House price growth came to a standstill in October, suggesting the housing market may have gone off the boil, and fuelling concerns that developers may be less willing to build much-needed homes.
The latest figures from Nationwide, the UK’s largest building society, showed that after 15 successive months of increase, prices did not move during the month, once seasonal factors were taken into account.
Without seasonal adjustments, the average price of a UK home dropped by £111 to £205,904. The annual rate of price growth dropped to 4.6% – its lowest level since January.
Since the Brexit vote in June, estate agents have reported a slowdown in the number of homes coming on to the market. This was initally matched by a fall in buyer demand, but recently there have been signs that this has started to increase.
However, despite mortgage rates being at a record low, high house prices are curbing affordability. Nationwide’s chief economist, Robert Gardner, said though house price growth had been stable over the past 18 months at about 5%, this was “well in excess of average wage growth”.
Over the past three years house prices have increased by about 20% and wages have risen by about 6%, he said. As a result, the typical house costs six times average earnings, up from 5.3 times earnings in 2013.
“Even though mortgage interest rates are close to all-time lows, the cost of servicing the typical mortgage as a share of take home pay is above its 2007 peak in London and above its long-run average in the outer metropolitan and outer south-east regions,” he said.
Hansen Lu, a property economist at Capital Economics, said there were signs the housing market was stabilising after the introduction of the higher rate of stamp duty on second homes and uncertainty after the referendum.
“A gentle recovery in demand, combined with the tight supply of homes for sale, might provide some support to prices,” he said. “But set against that, house prices are still very high compared to past norms. What’s more, the slowdown in real earnings growth, driven by rising inflation, may also act as a gentle brake on prices.”
On Tuesday, the property firm JLL said it expected house prices to rise by just 0.5% in 2017. It warned that uncertainty over the terms of Brexit would be likely to result in slower delivery of new homes, despite policies designed to encourage development.
Neil Chegwidden, director of residential research at JLL, said: “Though levels of new housing delivery were still woefully low prior to the referendum at least the direction of travel was positive and encouraging. This will now fall back again. We are predicting England starts to drop to 134,000 units next year.”The housebuilder Persimmon said trading had been “encouraging” since the referendum and activity had risen in autumn, in line with traditional seasonal trends. Sales were up 19% on 2015, and Persimmon said it had secured £757m worth of forward sales beyond 2016, 4% higher than the same period last year.

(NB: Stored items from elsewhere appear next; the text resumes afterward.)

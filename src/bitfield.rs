/// A bitfield recording which pieces have passed hash verification.
///
/// Bits are numbered from the high bit of the first byte, matching the
/// wire layout so the bytes can be handed to a peer connection as-is.
#[derive(Debug, Clone, PartialEq, Eq)]
pub struct Bitfield {
    bits: Vec<u8>,
    piece_count: usize,
}

impl Bitfield {
    /// Creates a new empty bitfield for the given number of pieces.
    pub fn new(piece_count: usize) -> Self {
        let byte_count = piece_count.div_ceil(8);
        Self {
            bits: vec![0; byte_count],
            piece_count,
        }
    }

    /// Returns true if the piece at the given index is set.
    pub fn has_piece(&self, index: usize) -> bool {
        if index >= self.piece_count {
            return false;
        }
        let byte_index = index / 8;
        let bit_index = 7 - (index % 8);
        (self.bits[byte_index] >> bit_index) & 1 == 1
    }

    /// Sets the bit for the piece at the given index.
    pub fn set_piece(&mut self, index: usize) {
        if index >= self.piece_count {
            return;
        }
        let byte_index = index / 8;
        let bit_index = 7 - (index % 8);
        self.bits[byte_index] |= 1 << bit_index;
    }

    /// Clears the bit for the piece at the given index.
    pub fn clear_piece(&mut self, index: usize) {
        if index >= self.piece_count {
            return;
        }
        let byte_index = index / 8;
        let bit_index = 7 - (index % 8);
        self.bits[byte_index] &= !(1 << bit_index);
    }

    /// Clears every bit.
    pub fn clear_all(&mut self) {
        self.bits.iter_mut().for_each(|b| *b = 0);
    }

    /// Returns the number of pieces set.
    pub fn count(&self) -> usize {
        self.bits.iter().map(|b| b.count_ones() as usize).sum()
    }

    /// Returns true if all pieces are set.
    pub fn is_complete(&self) -> bool {
        self.count() == self.piece_count
    }

    /// Returns true if no pieces are set.
    pub fn is_empty(&self) -> bool {
        self.bits.iter().all(|&b| b == 0)
    }

    /// Returns the total number of pieces.
    pub fn piece_count(&self) -> usize {
        self.piece_count
    }

    /// Returns the raw bytes of the bitfield.
    pub fn as_bytes(&self) -> &[u8] {
        &self.bits
    }

    /// Returns indices of all set pieces.
    pub fn pieces(&self) -> Vec<u32> {
        (0..self.piece_count)
            .filter(|&i| self.has_piece(i))
            .map(|i| i as u32)
            .collect()
    }
}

However, the housebuilder said uncertainty after the Brexit vote had made it cautious about purchasing new land. “We will probably replace the land that we’ve utilised this year … so not quite as strong as we’ve done in the last few years, where we’ve been replacing at 150-200%,” the chief executive, Jeff Fairburn, told Reuters.
IHS Markit’s latest survey of purchasing managers in the construction industry showed that activity rose in October, driven by housebuilding. However, growth in new orders fell, and the proportion of firms expecting activity to increase over the next 12 months dropped to its second lowest level since May 2013.

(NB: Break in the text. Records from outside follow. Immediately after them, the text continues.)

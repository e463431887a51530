use std::path::PathBuf;

/// One file of a torrent, positioned in the torrent's byte stream.
#[derive(Debug, Clone, PartialEq, Eq)]
pub struct FileEntry {
    /// Path relative to the save path
    pub path: PathBuf,
    pub size: u64,
    /// Offset of the first byte of this file within the torrent
    pub offset: u64,
    /// Padding files are never created on disk and read back as zeros.
    pub pad_file: bool,
    pub executable: bool,
    /// Target of a symlink entry, relative to the save path
    pub symlink_path: Option<PathBuf>,
}

impl FileEntry {
    /// Creates a regular file entry. The offset is assigned when the entry
    /// is added to a [`FileStorage`](super::FileStorage).
    pub fn new(path: impl Into<PathBuf>, size: u64) -> Self {
        Self {
            path: path.into(),
            size,
            offset: 0,
            pad_file: false,
            executable: false,
            symlink_path: None,
        }
    }

    pub fn pad(size: u64) -> Self {
        let mut entry = Self::new(PathBuf::from(".pad").join(size.to_string()), size);
        entry.pad_file = true;
        entry
    }

    pub fn with_executable(mut self, executable: bool) -> Self {
        self.executable = executable;
        self
    }

    pub fn with_symlink(mut self, target: impl Into<PathBuf>) -> Self {
        self.symlink_path = Some(target.into());
        self
    }

    pub fn contains_offset(&self, offset: u64) -> bool {
        offset >= self.offset && offset < self.offset + self.size
    }
}

/// A window of a file that backs part of a piece.
#[derive(Debug, Clone, Copy, PartialEq, Eq)]
pub struct FileSlice {
    pub file_index: usize,
    /// Offset within the file
    pub offset: u64,
    pub size: u64,
    pub pad_file: bool,
}

/// A byte range expressed in piece coordinates.
#[derive(Debug, Clone, Copy, PartialEq, Eq)]
pub struct PeerRequest {
    pub piece: u32,
    pub start: u32,
    pub length: u32,
}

At the top end of the housing market, there has been a sharp fall in activity, with Brexit uncertainty combining with changes to stamp duty to deter buyers in the most expensive parts of the country.Strutt & Parker estate agency said the number of sales of homes in prime central London had almost halved in the third quarter of the year compared with the same period of 2015. It said between July and September just 384 properties had changed hands in the capital’s most expensive neighbourhoods, down from 720 a year earlier.
Charlie Willis, head of London residential at Strutt & Parker, said the low number of transactions was “indicative of a market where only properties at realistic prices with motivated sellers are completing”. He said sales were happening “where sellers have been realistic and adjusted asking prices according to market sentiment”.